▶ ABOUT THIS TASK: What lines in the records below contain the string "impl"? Copy every one.
===== DATA TO PROCESS
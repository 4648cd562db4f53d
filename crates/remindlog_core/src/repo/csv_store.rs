//! CSV-backed table loading and snapshot writing.
//!
//! # Responsibility
//! - Decode the catalog, activation and dismissal tables from delimited files.
//! - Encode flattened snapshot records into one delimited file.
//!
//! # Invariants
//! - A load either decodes all three tables or returns an error; callers never
//!   observe partially decoded state.
//! - Every table starts with a header row, which is skipped.
//! - Snapshot timestamps use `YYYY-MM-DD HH:MM:SS`; missing values are written
//!   as the epoch sentinel.

use crate::model::reminder::{
    ActivationEntry, DismissalEntry, Reminder, ReminderTables, SnapshotRecord,
};
use crate::model::time::{format_optional_timestamp, parse_timestamp, Timestamp};
use crate::repo::reminder_repo::{
    RepoError, RepoResult, ACTIVATIONS_TABLE, DISMISSALS_TABLE, REMINDERS_TABLE,
};
use csv::{ByteRecord, ReaderBuilder, Writer};
use log::{error, info};
use serde::{Deserialize, Serialize};
use std::fs::File;
use std::io::{Read, Write};
use std::path::{Path, PathBuf};
use std::time::Instant;

/// File locations of the three input tables.
#[derive(Debug, Clone, PartialEq, Eq, Serialize, Deserialize)]
#[serde(default)]
pub struct TablePaths {
    pub reminders: PathBuf,
    pub activations: PathBuf,
    pub dismissals: PathBuf,
}

impl Default for TablePaths {
    fn default() -> Self {
        Self {
            reminders: PathBuf::from("test_data.csv"),
            activations: PathBuf::from("test_active.csv"),
            dismissals: PathBuf::from("test_dismissed.csv"),
        }
    }
}

/// Serialized snapshot row; column order is the export header order.
#[derive(Debug, Serialize)]
struct SnapshotRow<'a> {
    reminder_id: i64,
    reminder_text: &'a str,
    active_from: String,
    dismissed_at: String,
}

/// Loads all three tables from disk.
///
/// # Errors
/// - `RepoError::Io` when a file cannot be opened.
/// - `RepoError::MalformedInput` for a missing field, non-UTF-8 text,
///   non-integer id or unparseable timestamp, naming the table, line and field.
pub fn load_tables(paths: &TablePaths) -> RepoResult<ReminderTables> {
    let started_at = Instant::now();
    info!("event=tables_load module=repo status=start");

    let result = read_tables(paths);
    match &result {
        Ok(tables) => info!(
            "event=tables_load module=repo status=ok duration_ms={} reminders={} activations={} dismissals={}",
            started_at.elapsed().as_millis(),
            tables.reminders.len(),
            tables.activations.len(),
            tables.dismissals.len()
        ),
        Err(err) => error!(
            "event=tables_load module=repo status=error duration_ms={} error={}",
            started_at.elapsed().as_millis(),
            err
        ),
    }

    result
}

fn read_tables(paths: &TablePaths) -> RepoResult<ReminderTables> {
    Ok(ReminderTables {
        reminders: read_reminders(File::open(&paths.reminders)?)?,
        activations: read_activations(File::open(&paths.activations)?)?,
        dismissals: read_dismissals(File::open(&paths.dismissals)?)?,
    })
}

/// Decodes the catalog table (`reminder_id, reminder_text`).
pub fn read_reminders(input: impl Read) -> RepoResult<Vec<Reminder>> {
    let mut rows = Vec::new();
    for_each_row(input, REMINDERS_TABLE, |row| {
        rows.push(Reminder {
            id: row.int(0, "reminder_id")?,
            text: row.text(1, "reminder_text")?.to_string(),
        });
        Ok(())
    })?;
    Ok(rows)
}

/// Decodes the activation log (`entry_id, reminder_id, active_from`).
pub fn read_activations(input: impl Read) -> RepoResult<Vec<ActivationEntry>> {
    let mut rows = Vec::new();
    for_each_row(input, ACTIVATIONS_TABLE, |row| {
        rows.push(ActivationEntry {
            entry_id: row.int(0, "entry_id")?,
            reminder_id: row.int(1, "reminder_id")?,
            active_from: row.timestamp(2, "active_from")?,
        });
        Ok(())
    })?;
    Ok(rows)
}

/// Decodes the dismissal log (`entry_id, reminder_id, dismissed_at`).
pub fn read_dismissals(input: impl Read) -> RepoResult<Vec<DismissalEntry>> {
    let mut rows = Vec::new();
    for_each_row(input, DISMISSALS_TABLE, |row| {
        rows.push(DismissalEntry {
            entry_id: row.int(0, "entry_id")?,
            reminder_id: row.int(1, "reminder_id")?,
            dismissed_at: row.timestamp(2, "dismissed_at")?,
        });
        Ok(())
    })?;
    Ok(rows)
}

/// Writes snapshot records to `path`, replacing any existing file.
pub fn write_snapshot(path: impl AsRef<Path>, records: &[SnapshotRecord]) -> RepoResult<()> {
    let file = File::create(path.as_ref())?;
    write_snapshot_to(file, records)?;
    info!(
        "event=snapshot_write module=repo status=ok rows={}",
        records.len()
    );
    Ok(())
}

/// Writes snapshot records with a header row to any writer.
pub fn write_snapshot_to(output: impl Write, records: &[SnapshotRecord]) -> RepoResult<()> {
    let mut writer = Writer::from_writer(output);
    for record in records {
        writer.serialize(SnapshotRow {
            reminder_id: record.reminder_id,
            reminder_text: record.reminder_text.as_str(),
            active_from: format_optional_timestamp(record.active_from),
            dismissed_at: format_optional_timestamp(record.dismissed_at),
        })?;
    }
    // Header comes from the first serialized row; an empty export still needs it.
    if records.is_empty() {
        writer.write_record(["reminder_id", "reminder_text", "active_from", "dismissed_at"])?;
    }
    writer.flush()?;
    Ok(())
}

/// One data row together with its table name and 1-based file line.
struct Row<'r> {
    record: &'r ByteRecord,
    table: &'static str,
    line: u64,
}

impl<'r> Row<'r> {
    fn malformed(&self, field: &'static str, value: String) -> RepoError {
        RepoError::MalformedInput {
            table: self.table,
            line: self.line,
            field,
            value,
        }
    }

    fn text(&self, index: usize, field: &'static str) -> RepoResult<&'r str> {
        let raw = self
            .record
            .get(index)
            .ok_or_else(|| self.malformed(field, String::new()))?;
        std::str::from_utf8(raw)
            .map_err(|_| self.malformed(field, String::from_utf8_lossy(raw).into_owned()))
    }

    fn int(&self, index: usize, field: &'static str) -> RepoResult<i64> {
        let raw = self.text(index, field)?;
        raw.trim()
            .parse::<i64>()
            .map_err(|_| self.malformed(field, raw.to_string()))
    }

    fn timestamp(&self, index: usize, field: &'static str) -> RepoResult<Timestamp> {
        let raw = self.text(index, field)?;
        parse_timestamp(raw).map_err(|_| self.malformed(field, raw.to_string()))
    }
}

fn for_each_row(
    input: impl Read,
    table: &'static str,
    mut visit: impl FnMut(&Row<'_>) -> RepoResult<()>,
) -> RepoResult<()> {
    let mut reader = ReaderBuilder::new()
        .has_headers(true)
        .flexible(true)
        .from_reader(input);

    for record in reader.byte_records() {
        let record = record?;
        let line = record.position().map_or(0, |position| position.line());
        visit(&Row {
            record: &record,
            table,
            line,
        })?;
    }
    Ok(())
}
==========
▶ OUTPUT FOR THIS TASK:
impl Default for TablePaths {
pub fn read_reminders(input: impl Read) -> RepoResult<Vec<Reminder>> {
pub fn read_activations(input: impl Read) -> RepoResult<Vec<ActivationEntry>> {
pub fn read_dismissals(input: impl Read) -> RepoResult<Vec<DismissalEntry>> {
pub fn write_snapshot(path: impl AsRef<Path>, records: &[SnapshotRecord]) -> RepoResult<()> {
pub fn write_snapshot_to(output: impl Write, records: &[SnapshotRecord]) -> RepoResult<()> {
impl<'r> Row<'r> {
    input: impl Read,
    mut visit: impl FnMut(&Row<'_>) -> RepoResult<()>,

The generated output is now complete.